– Я запер немца.
Он сообщил эту новость совсем просто, по-домашнему, точно так, как говорят: «Я выкопал картофель» или: «Я вывез сено». Старомодные овальные стекла очков добродушно поблескивали, отражая крохотные искорки солнца, и глаза его отбрасывали такие же веселые искорки, и я сразу не совсем поверил. Прихрамывая, повел нас старик прямиком через выжатое ржаное поле к усадьбе, до которой оставалось уже немного, по пути поправил две скирды, сорвал колос и дал нам, и непрестанно говорил. И из его быстрой, тоже как бы прихрамывающей, перебегающей от паузы к паузе речи можно было вывести заключение, что и жатва, и тучный колос, выросший на возвращенной земле, и запертый в сарае немец – все веселит этого старичка-прибауточника, старого солдата, носившего шинель еще в Первую мировую войну. Я спросил его, не в баронском ли доме он поселился, на что он, замотав головой, ответил:
– Нет-нет… Нехорошее место. Я коз своих пасу там. Козы любят там… там вот такая трава!

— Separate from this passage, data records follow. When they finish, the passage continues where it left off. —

//! Knight move generation.

use crate::chess_move::Move;
use crate::color::Color;
use crate::direction::Direction;
use crate::piece::{Piece, PinAxis};
use crate::position::Position;

/// Generate knight moves. A pinned knight can never stay on its pin axis,
/// so it generates nothing at all.
pub(super) fn knight_moves(
    squares: &[Piece; 64],
    from: Position,
    side: Color,
    out: &mut Vec<Move>,
) {
    if squares[from.index()].pin() != PinAxis::None {
        return;
    }
    for jump in Direction::KNIGHT_JUMPS {
        let Some(to) = from.step(jump) else { continue };
        let target = squares[to.index()];
        if target.is_empty() || target.is_color(side.opponent()) {
            out.push(Move::new(from, to));
        }
    }
}
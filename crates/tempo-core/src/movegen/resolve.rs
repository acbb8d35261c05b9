//! Single-check resolution: find the non-king moves that block the check
//! ray or capture the checking piece.
//!
//! Rather than generating every friendly move and filtering, the probe runs
//! backwards: from each square on the check ray, look outward for a friendly
//! piece that could land there.

use crate::chess_move::Move;
use crate::color::Color;
use crate::direction::Direction;
use crate::piece::{Piece, PinAxis};
use crate::piece_kind::PieceKind;
use crate::position::Position;

use super::pin_allows;

/// Return `true` if `piece`, sitting `dist` squares along `dir` from the
/// check square, can move back onto it. `occupied` says whether the check
/// square holds the checker (a capture) or is an empty blocking square.
fn can_reach(piece: Piece, side: Color, dir: Direction, dist: i8, occupied: bool) -> bool {
    if !pin_allows(piece, dir) {
        return false;
    }
    match piece.kind() {
        Some(kind) if kind.slides_along(dir) => true,
        Some(PieceKind::Pawn) => {
            if occupied {
                // Capturing the checker.
                dist == 1 && Direction::pawn_captures(side).contains(&dir.opposite())
            } else {
                // Blocking by push; the walked squares are empty, which is
                // exactly the double-step requirement.
                dir.opposite() == Direction::pawn_push(side)
                    && (dist == 1 || (dist == 2 && !piece.has_moved()))
            }
        }
        // Kings never block their own check; knights are probed separately.
        _ => false,
    }
}

pub(super) fn resolving_moves(squares: &[Piece; 64], side: Color, out: &mut Vec<Move>) {
    for cs in Position::all() {
        if !squares[cs.index()].is_check_square() {
            continue;
        }
        let target = squares[cs.index()];
        if !target.is_empty() && !target.is_color(side.opponent()) {
            continue;
        }
        let occupied = !target.is_empty();

        for dir in Direction::RAYS {
            let mut dist = 1;
            while let Some(from) = cs.offset(dir, dist) {
                let piece = squares[from.index()];
                if piece.is_empty() {
                    dist += 1;
                    continue;
                }
                if piece.is_color(side)
                    && piece.kind() != Some(PieceKind::King)
                    && can_reach(piece, side, dir, dist, occupied)
                {
                    out.push(Move::new(from, cs));
                }
                break;
            }
        }

        for jump in Direction::KNIGHT_JUMPS {
            let Some(from) = cs.step(jump) else { continue };
            let piece = squares[from.index()];
            if piece.is_color(side)
                && piece.kind() == Some(PieceKind::Knight)
                && piece.pin() == PinAxis::None
            {
                out.push(Move::new(from, cs));
            }
        }
    }
}

#[cfg(test)]
mod tests {
    use crate::board::Board;
    use crate::position::Position;

    fn pos(file: i8, rank: i8) -> Position {
        Position::new(file, rank).unwrap()
    }

    fn has_move(board: &Board, from: Position, to: Position) -> bool {
        board
            .legal_moves()
            .iter()
            .any(|m| m.from() == from && m.to() == to)
    }

    #[test]
    fn knight_blocks_check() {
        // Black rook checks up the file; the white knight can interpose.
        let board: Board = "k7/8/8/R7/2n5/8/8/7K w 0".parse().unwrap();
        assert!(has_move(&board, pos(2, 4), pos(0, 3)));
    }

    #[test]
    fn pinned_knight_cannot_block() {
        // The knight could capture the checking rook, but a bishop pins it
        // to the king along the diagonal.
        let board: Board = "k7/1n6/8/R7/4B3/8/8/7K w 0".parse().unwrap();
        assert!(!has_move(&board, pos(1, 1), pos(0, 3)));
    }

    #[test]
    fn pawn_blocks_by_double_push() {
        // Black rook checks along rank 6 toward the king; the unmoved white
        // pawn at its origin can double-step onto the ray.
        let board: Board = "8/8/8/8/p7/8/k5R1/7K w 0".parse().unwrap();
        assert!(has_move(&board, pos(0, 4), pos(2, 6)));
    }

    #[test]
    fn rook_captures_checker() {
        let board: Board = "k7/8/R7/8/r7/8/8/7K w 0".parse().unwrap();
        assert!(has_move(&board, pos(0, 4), pos(0, 2)));
    }
}
//! Sliding piece (queen, rook, bishop) move generation.

use crate::chess_move::Move;
use crate::color::Color;
use crate::direction::Direction;
use crate::piece::Piece;
use crate::position::Position;

use super::pin_allows;

/// Generate slider moves: walk each applicable ray, stopping at the first
/// occupied square, which is a capture when enemy. A pinned slider only
/// walks rays on its pin axis.
pub(super) fn slider_moves(
    squares: &[Piece; 64],
    from: Position,
    side: Color,
    out: &mut Vec<Move>,
) {
    let piece = squares[from.index()];
    for dir in Direction::RAYS {
        let applies = piece.kind().is_some_and(|kind| kind.slides_along(dir));
        if !applies || !pin_allows(piece, dir) {
            continue;
        }
        let mut dist = 1;
        while let Some(to) = from.offset(dir, dist) {
            let target = squares[to.index()];
            if target.is_empty() {
                out.push(Move::new(from, to));
                dist += 1;
                continue;
            }
            if target.is_color(side.opponent()) {
                out.push(Move::new(from, to));
            }
            break;
        }
    }
}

Он поднял руку, чтобы показать, какая там трава. Потом он начал расхваливать своих коз, и оказалось, что они сыграли немаловажную роль в поимке немца, они страх любят карабкаться по кручам над рекой и обгладывать листья.
– Козы полезли, и я за ними, – сказал старик. – Я их не отпускаю от себя, потому что кое-где есть мины. Да, есть мины, – повторил он и посмотрел себе под ноги. – Много мин. А он тоже лез наверх, – проговорил старик, и мы почувствовали сразу по его тону, что «он» – это немец. – Я в один момент решил: добрый человек тут не полезет, добрый человек будет идти по дороге, не правда ли? Зачем добрый человек полезет к старой баронской пещере? Он увидел меня, и ему не понравилось, что я тут. Он тогда сказал мне по-русски, что потерял тропинку. А тропинка заросла, и в усадьбе никого нет. Он сказал, что ему не нужна усадьба, а я подумал: «Ой, ты врешь». Немножко дальше усадьбы есть каменный сарай, пустой каменный сарай, там немцы держали бензин. Он пошел туда, в этот сарай, не знаю, зачем пошел, – наверно, чтобы спрятаться. Он там сидит. Сарай крепкий, каменный, он не может уйти.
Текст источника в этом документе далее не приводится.